WHAT TO WORK ON: Down to the last line, set the entries down again exactly.

DATA FOR THE TASK below:

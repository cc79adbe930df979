//! Health check endpoint.

use axum::Json;
use serde::Serialize;

#[derive(Serialize)]
pub struct HealthResponse {
    pub status: &'static str,
    pub message: &'static str,
    pub version: &'static str,
}

/// `GET /api/health`: liveness check. Never touches the store, so it
/// answers even while the database is down.
pub async fn check() -> Json<HealthResponse> {
    Json(HealthResponse {
        status: "OK",
        message: "Dental Clinic API is running",
        version: crate::config::APP_VERSION,
    })
}
//! API endpoint handlers, one module per resource.

pub mod appointments;
pub mod auth;
pub mod health;
pub mod patients;
pub mod payments;
pub mod treatments;
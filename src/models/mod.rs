//! Domain models shared by the REST API, the MCP tool server and the
//! repository layer.

pub mod enums;

mod appointment;
mod filters;
mod patient;
mod payment;
mod treatment;
mod user;

pub use appointment::{Appointment, AppointmentPayload, NewAppointment};
pub use filters::{AppointmentFilter, PaymentFilter, TreatmentFilter};
pub use patient::{NewPatient, Patient, PatientPayload};
pub use payment::{NewPayment, Payment, PaymentPayload};
pub use treatment::{NewTreatment, Treatment, TreatmentPayload};
pub use user::User;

End of DATA FOR THE TASK.

COMPLETED EXERCISE:
repository cc79adbe930df979
//! Health check endpoint.

use axum::Json;
use serde::Serialize;

#[derive(Serialize)]
pub struct HealthResponse {
    pub status: &'static str,
    pub message: &'static str,
    pub version: &'static str,
}

/// `GET /api/health`: liveness check. Never touches the store, so it
/// answers even while the database is down.
pub async fn check() -> Json<HealthResponse> {
    Json(HealthResponse {
        status: "OK",
        message: "Dental Clinic API is running",
        version: crate::config::APP_VERSION,
    })
}
//! API endpoint handlers, one module per resource.

pub mod appointments;
pub mod auth;
pub mod health;
pub mod patients;
pub mod payments;
pub mod treatments;
filename src/models/mod.rs
//! Domain models shared by the REST API, the MCP tool server and the
//! repository layer.

pub mod enums;

mod appointment;
mod filters;
mod patient;
mod payment;
mod treatment;
mod user;

pub use appointment::{Appointment, AppointmentPayload, NewAppointment};
pub use filters::{AppointmentFilter, PaymentFilter, TreatmentFilter};
pub use patient::{NewPatient, Patient, PatientPayload};
pub use payment::{NewPayment, Payment, PaymentPayload};
pub use treatment::{NewTreatment, Treatment, TreatmentPayload};
pub use user::User;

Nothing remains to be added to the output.